(YOUR INSTRUCTIONS): Collect each line of the records containing the string "false".

Extracted data entries:
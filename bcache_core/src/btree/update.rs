//! Btree updates: key insertion with extent overlap splitting, placeholder
//! (check) keys, node splits and root growth.
//!
//! Inserting an extent first trims every existing key it overlaps (cut
//! front, cut back, whiteout, or three-way split) so extent keys never
//! overlap after insertion, and inserting the same key twice is absorbed.
//! Structural changes write child nodes before the parent references them,
//! and every insert is stamped by a journal sequence number.
//!
//! Write locks are taken top-down (parent before child) so a reader
//! mid-descent can always finish and drain.

use std::sync::Arc;

use log::{debug, trace};

use crate::bkey::{bpos_lt, Bkey, BtreeId, Bval, POS_MAX};
use crate::bset::Bset;
use crate::btree::iter::BtreeTrans;
use crate::btree::{io as btree_io, BtreeNode, NodeData, NodeFlags, BTREE_NODE_MAX_KEYS};
use crate::buckets::{account_ptr, BucketDataType};
use crate::errcode::{ErrCode, Result};
use crate::extents::{cut_back, cut_front, ExtentVal, Ptr};
use crate::journal::JournalPayload;
use crate::six::SixLockType;
use crate::super_block::CacheSet;

/// Apply a key's sector counts to its buckets; `sign` is +1 on insert, -1
/// on overwrite/trim.
fn account_key(cs: &CacheSet, k: &Bkey, sign: i64) {
    let Some(e) = k.extent() else { return };
    for ptr in &e.ptrs {
        let Some(ca) = cs.cache(ptr.dev) else { continue };
        let bucket = ca.bucket_of(ptr.offset);
        let mut buckets = ca.buckets.write();
        account_ptr(
            &mut buckets[bucket as usize],
            ptr,
            sign * k.size as i64,
            e.dirty,
            BucketDataType::Data,
        );
    }
}

/// Trim `old` against the inserted range `(start, end]`, accounting the
/// sectors that go away. Returns a back half when the overwrite punched a
/// hole in the middle.
fn trim_overlapping(cs: &CacheSet, old: &mut Bkey, new: &Bkey) -> Option<Bkey> {
    let s = new.start();
    let e = new.p;
    debug_assert!(old.overlaps(s, e));

    let keeps_front = bpos_lt(old.start(), s);
    let keeps_back = bpos_lt(e, old.p);

    match (keeps_front, keeps_back) {
        (true, true) => {
            let mut tail = old.clone();
            cut_front(e, &mut tail);
            let mut removed = old.clone();
            cut_front(s, &mut removed);
            cut_back(e, &mut removed);
            account_key(cs, &removed, -1);
            cut_back(s, old);
            Some(tail)
        }
        (true, false) => {
            let mut removed = old.clone();
            cut_front(s, &mut removed);
            account_key(cs, &removed, -1);
            cut_back(s, old);
            None
        }
        (false, true) => {
            let mut removed = old.clone();
            cut_back(e, &mut removed);
            account_key(cs, &removed, -1);
            cut_front(e, old);
            None
        }
        (false, false) => {
            account_key(cs, old, -1);
            *old = Bkey::deleted(old.p, old.size);
            None
        }
    }
}

fn node_needs_split(node: &BtreeNode) -> bool {
    let guard = node.data.read();
    guard
        .as_ref()
        .map_or(false, |d| d.keys.nr_keys() >= BTREE_NODE_MAX_KEYS)
}

/// Insert `k` into the tree the iterator is positioned over. Splits the
/// key at leaf boundaries, trims overlapping extents, journals each part.
/// Returns the journal sequence of the last part.
pub fn btree_insert_key(trans: &BtreeTrans<'_>, iter_idx: usize, k: Bkey) -> Result<u64> {
    let cs = trans.c;
    if cs.is_read_only() {
        return Err(ErrCode::Inconsistent);
    }

    let mut k = k;
    let mut last_seq = 0;

    trans.set_locks_want(iter_idx, 1);

    loop {
        trans.set_pos(iter_idx, k.start());
        trans.traverse(iter_idx)?;

        let leaf = trans
            .iter_node(iter_idx, 0)
            .expect("traverse leaves the leaf locked");

        if node_needs_split(&leaf) {
            match btree_split(trans, iter_idx, 0) {
                Ok(()) | Err(ErrCode::Retry) => continue,
                Err(e) => return Err(e),
            }
        }

        let (part, remainder) = {
            let leaf_max = leaf.meta.lock().key.p;
            if k.is_extent_like() && bpos_lt(leaf_max, k.p) {
                let mut part = k.clone();
                cut_back(leaf_max, &mut part);
                let mut rest = k.clone();
                cut_front(leaf_max, &mut rest);
                (part, Some(rest))
            } else {
                (k.clone(), None)
            }
        };

        leaf.lock.upgrade();
        {
            let mut guard = leaf.data.write();
            let d = guard.as_mut().expect("locked leaf has data");

            let mut tails = Vec::new();
            if part.is_extent_like() {
                let (s, e) = (part.start(), part.p);
                d.keys.for_each_overlapping_mut(s, e, |old| {
                    if let Some(tail) = trim_overlapping(cs, old, &part) {
                        tails.push(tail);
                    }
                });
            } else {
                // Non-extent btrees: replacement is exact-position.
                for set in &mut d.keys.sets {
                    for old in &mut set.keys {
                        if !old.is_deleted() && old.p == part.p {
                            *old = Bkey::deleted(old.p, old.size);
                        }
                    }
                }
            }

            d.keys.ensure_writable();
            account_key(cs, &part, 1);
            last_seq = cs.journal.add_entry(JournalPayload::Keys(vec![part.clone()]));
            d.keys.insert(part);
            for tail in tails {
                d.keys.insert(tail);
            }
            if d.keys.needs_sort() {
                d.keys.sort_all();
                d.written = 0;
            }
        }
        leaf.set_flag(NodeFlags::DIRTY);
        leaf.lock.downgrade_write();
        trans.fix_iterators_on(&leaf);

        match remainder {
            Some(rest) if rest.size > 0 => k = rest,
            _ => break,
        }
    }

    Ok(last_seq)
}

/// Compare-and-replace: swap `old` for `new` only if `old` is still the
/// sole key covering the range. Returns false (no change) when a racing
/// write got there first. `old` and `new` must cover the same range.
pub fn btree_insert_replace(
    trans: &BtreeTrans<'_>,
    iter_idx: usize,
    old: &Bkey,
    new: Bkey,
) -> Result<bool> {
    let cs = trans.c;
    if cs.is_read_only() {
        return Err(ErrCode::Inconsistent);
    }
    debug_assert!(old.start() == new.start() && old.p == new.p);

    trans.set_locks_want(iter_idx, 1);

    loop {
        trans.set_pos(iter_idx, new.start());
        trans.traverse(iter_idx)?;

        let leaf = trans
            .iter_node(iter_idx, 0)
            .expect("traverse leaves the leaf locked");

        if node_needs_split(&leaf) {
            match btree_split(trans, iter_idx, 0) {
                Ok(()) | Err(ErrCode::Retry) => continue,
                Err(e) => return Err(e),
            }
        }

        leaf.lock.upgrade();
        let replaced = {
            let mut guard = leaf.data.write();
            let d = guard.as_mut().expect("locked leaf has data");

            let mut live: Vec<Bkey> = Vec::new();
            for set in &d.keys.sets {
                for k in &set.keys {
                    if !k.is_deleted() && k.overlaps(new.start(), new.p) {
                        live.push(k.clone());
                    }
                }
            }

            if live.len() == 1 && live[0] == *old {
                d.keys.for_each_overlapping_mut(new.start(), new.p, |o| {
                    account_key(cs, o, -1);
                    *o = Bkey::deleted(o.p, o.size);
                });
                d.keys.ensure_writable();
                account_key(cs, &new, 1);
                cs.journal
                    .add_entry(JournalPayload::Keys(vec![new.clone()]));
                d.keys.insert(new.clone());
                if d.keys.needs_sort() {
                    d.keys.sort_all();
                    d.written = 0;
                }
                true
            } else {
                false
            }
        };
        if replaced {
            leaf.set_flag(NodeFlags::DIRTY);
        }
        leaf.lock.downgrade_write();
        trans.fix_iterators_on(&leaf);
        return Ok(replaced);
    }
}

(YOUR SOLUTION):
        (true, false) => {
        (false, true) => {
        (false, false) => {
        .map_or(false, |d| d.keys.nr_keys() >= BTREE_NODE_MAX_KEYS)
/// sole key covering the range. Returns false (no change) when a racing
                false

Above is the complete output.